Ende Mai ist Schluss

Alle Arme in die Höhe: Dem Antrag von Bürgermeister Martin Gröll auf vorzeitige Versetzung in den Ruhestand stimmten die 14 anwesenden Gemeindevertreter Friedewalds zu. Unser Foto zeigt die Fraktion der SPD während der öffentlichen Abstimmung. Foto: Reymond

Friedewald. So groß wie am Donnerstagabend war das Interesse an einer Sitzung des Friedewalder Gemeindeparlaments schon seit Jahren nicht mehr. Etwa 70 Zuhörer drängten sich in den kleinen Anbau der Friedewalder Festhalle. Sie wollten miterleben, wie das Gemeindeparlament mit dem Wunsch des Bürgermeisters auf Versetzung in den vorzeitigen Ruhestand umgeht.

Die einstimmige Entscheidung des Parlaments, dem Ansinnen des Bürgermeisters zu entsprechen wurde von den Gästen im Raum nicht kommentiert. Niemand wollte etwas zu der Abstimmung des Parlaments sagen. Erst eine Viertelstunde nach der Sitzung wollte der Motzfelder Reinhold Strack doch noch etwas mitteilen: „Das ist eine Entscheidung, die die Mehrheit der Friedewalder Bürger so nicht getroffen hätte. Ein Bürgermeister darf sich doch so heimlich still und leise nicht aus dem Amt stehlen dürfen“. Die eigentliche Amtszeit von Bürgermeister Martin Gröll hätte erst im März 2015 geendet.

Die Parlamentsvorsitzende Birgit Licht (SPD) machte aber deutlich, dass es immer wieder unterschiedliche Auffassungen über den Umgang miteinander gegeben habe. Das Tischtuch zwischen Kommunalpolitikern und Bürgermeister sei zerrissen gewesen, als Gröll seine Kandidatur zum Bürgermeister von Bad Hersfeld bekanntgegeben habe. „Reisende sollte man nicht aufhalten. Wenn jemand die innere Kündigung bereits ausgesprochen hat, dann auf Wiedersehen“, sagte dazu Horst Jäger (CDU).
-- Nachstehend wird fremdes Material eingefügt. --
//! Linux network-namespace runtime.
//!
//! Each host and router gets a dedicated network namespace, each switch a
//! bridge in the root namespace, and each link a veth pair. Requires root
//! and the `ip`, `tc` and `sysctl` binaries.

use crate::runtime::{Runtime, Task, command};
use anyhow::{Context, Result, bail};
use netlab_topo::{NodeKind, TopologySpec};
use std::collections::HashMap;
use std::io::Write;
use std::process::Stdio;
use tokio::io::AsyncBufReadExt;
use tokio::process::Child;

pub struct NetnsRuntime {
    prefix: String,
    /// Maps node names to their namespace names.
    namespaces: HashMap<String, String>,
    bridges: Vec<String>,
}

impl NetnsRuntime {
    pub fn new(prefix: impl Into<String>) -> Self {
        Self {
            prefix: prefix.into(),
            namespaces: HashMap::new(),
            bridges: Vec::new(),
        }
    }

    fn ns_name(&self, node: &str) -> String {
        format!("{}-{node}", self.prefix)
    }

    // Bridge names share the interface namespace, so they must stay within
    // IFNAMSIZ just like the veth names derived from node names
    fn bridge_name(&self, switch: &str) -> String {
        format!("{}-{switch}", self.prefix)
    }

    fn namespace_of(&self, node: &str) -> Result<&str> {
        match self.namespaces.get(node) {
            Some(ns) => Ok(ns),
            None => bail!("unknown node: {node}"),
        }
    }

    async fn run_in(&self, node: &str, command: &str) -> Result<command::Output> {
        let ns = self.namespace_of(node)?;
        command::run("ip", &["netns", "exec", ns, "sh", "-c", command])
            .await
            .with_context(|| format!("command on {node} failed"))
    }
}

impl Runtime for NetnsRuntime {
    type Task = NetnsTask;

    async fn create_topology(&mut self, topo: &TopologySpec) -> Result<()> {
        for node in &topo.nodes {
            match node.kind {
                NodeKind::Switch => {
                    let bridge = self.bridge_name(&node.name);
                    command::run("ip", &["link", "add", &bridge, "type", "bridge"]).await?;
                    command::run("ip", &["link", "set", &bridge, "up"]).await?;
                    self.bridges.push(bridge);
                }
                NodeKind::Host | NodeKind::Router => {
                    let ns = self.ns_name(&node.name);
                    command::run("ip", &["netns", "add", &ns]).await?;
                    command::run("ip", &["netns", "exec", &ns, "ip", "link", "set", "lo", "up"])
                        .await?;
                    if node.kind == NodeKind::Router {
                        command::run(
                            "ip",
                            &["netns", "exec", &ns, "sysctl", "-w", "net.ipv4.ip_forward=1"],
                        )
                        .await?;
                    }
                    self.namespaces.insert(node.name.clone(), ns);
                }
            }
        }

        for link in topo.resolved_links()? {
            command::run(
                "ip",
                &["link", "add", &link.a.ifname, "type", "veth", "peer", "name", &link.b.ifname],
            )
            .await?;

            for endpoint in [&link.a, &link.b] {
                if endpoint.kind == NodeKind::Switch {
                    let bridge = self.bridge_name(&endpoint.node);
                    command::run("ip", &["link", "set", &endpoint.ifname, "master", &bridge])
                        .await?;
                    command::run("ip", &["link", "set", &endpoint.ifname, "up"]).await?;

                    if let Some(loss) = link.loss_pct.filter(|&l| l > 0) {
                        command::run(
                            "tc",
                            &[
                                "qdisc", "add", "dev", &endpoint.ifname, "root", "netem", "loss",
                                &format!("{loss}%"),
                            ],
                        )
                        .await?;
                    }
                } else {
                    let ns = self.namespace_of(&endpoint.node)?.to_string();
                    command::run("ip", &["link", "set", &endpoint.ifname, "netns", &ns]).await?;
                    if let Some(addr) = endpoint.addr {
                        command::run(
                            "ip",
                            &[
                                "netns", "exec", &ns, "ip", "addr", "add", &addr.to_string(),
                                "dev", &endpoint.ifname,
                            ],
                        )
                        .await?;
                    }
                    command::run(
                        "ip",
                        &["netns", "exec", &ns, "ip", "link", "set", &endpoint.ifname, "up"],
                    )
                    .await?;

                    if let Some(loss) = link.loss_pct.filter(|&l| l > 0) {
                        command::run(
                            "ip",
                            &[
                                "netns", "exec", &ns, "tc", "qdisc", "add", "dev",
                                &endpoint.ifname, "root", "netem", "loss", &format!("{loss}%"),
                            ],
                        )
                        .await?;
                    }
                }
            }
        }

        for node in &topo.nodes {
            if let Some(gateway) = node.default_route {
                let ns = self.namespace_of(&node.name)?;
                command::run(
                    "ip",
                    &["netns", "exec", ns, "ip", "route", "add", "default", "via",
                      &gateway.to_string()],
                )
                .await?;
            }
        }

        tracing::info!(
            namespaces = self.namespaces.len(),
            bridges = self.bridges.len(),
            "topology instantiated"
        );
        Ok(())
    }

    async fn start(&mut self) -> Result<()> {
        // Namespaces, bridges and links come up during creation; this only
        // marks the point after which traffic commands may be issued
        tracing::info!("emulation started");
        Ok(())
    }

    async fn exec_on(&mut self, node: &str, command: &str) -> Result<String> {
        let output = self.run_in(node, command).await?;
        Ok(output.stdout)
    }

    async fn spawn_on(&mut self, node: &str, command: &str) -> Result<NetnsTask> {
        let ns = self.namespace_of(node)?;
        tracing::debug!(node, command, "spawning background command");

        let child = tokio::process::Command::new("ip")
            .args(["netns", "exec", ns, "sh", "-c", command])
            .stdin(Stdio::null())
            .stdout(Stdio::null())
            .stderr(Stdio::null())
            .spawn()
            .with_context(|| format!("failed to spawn command on {node}"))?;

        Ok(NetnsTask {
            child,
            description: format!("{node}: {command}"),
        })
    }

    async fn interactive(&mut self) -> Result<()> {
        println!("*** Interactive session: '<node> <command>' runs a command, 'exit' quits");
        let mut lines = tokio::io::BufReader::new(tokio::io::stdin()).lines();

        loop {
            print!("netlab> ");
            std::io::stdout().flush()?;

            let Some(line) = lines.next_line().await? else {
                break;
            };
            let line = line.trim();
            if line.is_empty() {
                continue;
            }
            if line == "exit" || line == "quit" {
                break;
            }
            let Some((node, command)) = line.split_once(' ') else {
                println!("usage: <node> <command>");
                continue;
            };

            match self.run_in(node, command).await {
                Ok(output) => {
                    print!("{}", output.stdout);
                    eprint!("{}", output.stderr);
                }
                Err(e) => println!("error: {e:#}"),
            }
        }

        Ok(())
    }

    async fn stop(&mut self) -> Result<()> {
        // Best effort: a partially torn down emulation should not mask the
        // error that interrupted the run
        for (node, ns) in self.namespaces.drain() {
            if let Err(e) = command::run("ip", &["netns", "del", &ns]).await {
                tracing::warn!(node, %e, "failed to delete namespace");
            }
        }
        for bridge in self.bridges.drain(..) {
            if let Err(e) = command::run("ip", &["link", "del", &bridge]).await {
                tracing::warn!(bridge, %e, "failed to delete bridge");
            }
        }

        tracing::info!("emulation stopped");
        Ok(())
    }
}

/// A background command running inside a namespace. Dropping or detaching
/// the handle leaves the process running.
pub struct NetnsTask {
    child: Child,
    description: String,
}

impl Task for NetnsTask {
    fn detach(self) {}

    async fn wait(mut self) -> Result<()> {
        let status = self
            .child
            .wait()
            .await
            .with_context(|| format!("failed to wait on {}", self.description))?;
        if !status.success() {
            bail!("{} exited with {status}", self.description);
        }
        Ok(())
    }
}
In Friedewald ist jetzt Eile geboten. Nach dem Ausscheiden von Bürgermeister Martin Gröll aus dem Amt zum 31. Mai, hat die Gemeinde von da an vier Monate Zeit, einen neuen Bürgermeister direkt von den Bürgerinnen und Bürgern wählen zu lassen.

SPD sucht Kandidaten

Zunächst muss die Stelle aber erst einmal neu ausgeschrieben werden. Und dann müssen Bewerbungen eingehen. Birgit Licht stellte klar, dass sich ihre Partei auf jeden Fall um eine Kandidatin oder einen Kandidaten bemühen werde. „Ich weiß nicht, wie das bei der Offenen Liste und der CDU aussieht. Vielleicht bekommen wir es ja hin, gemeinsam jemanden zu unterstützen“.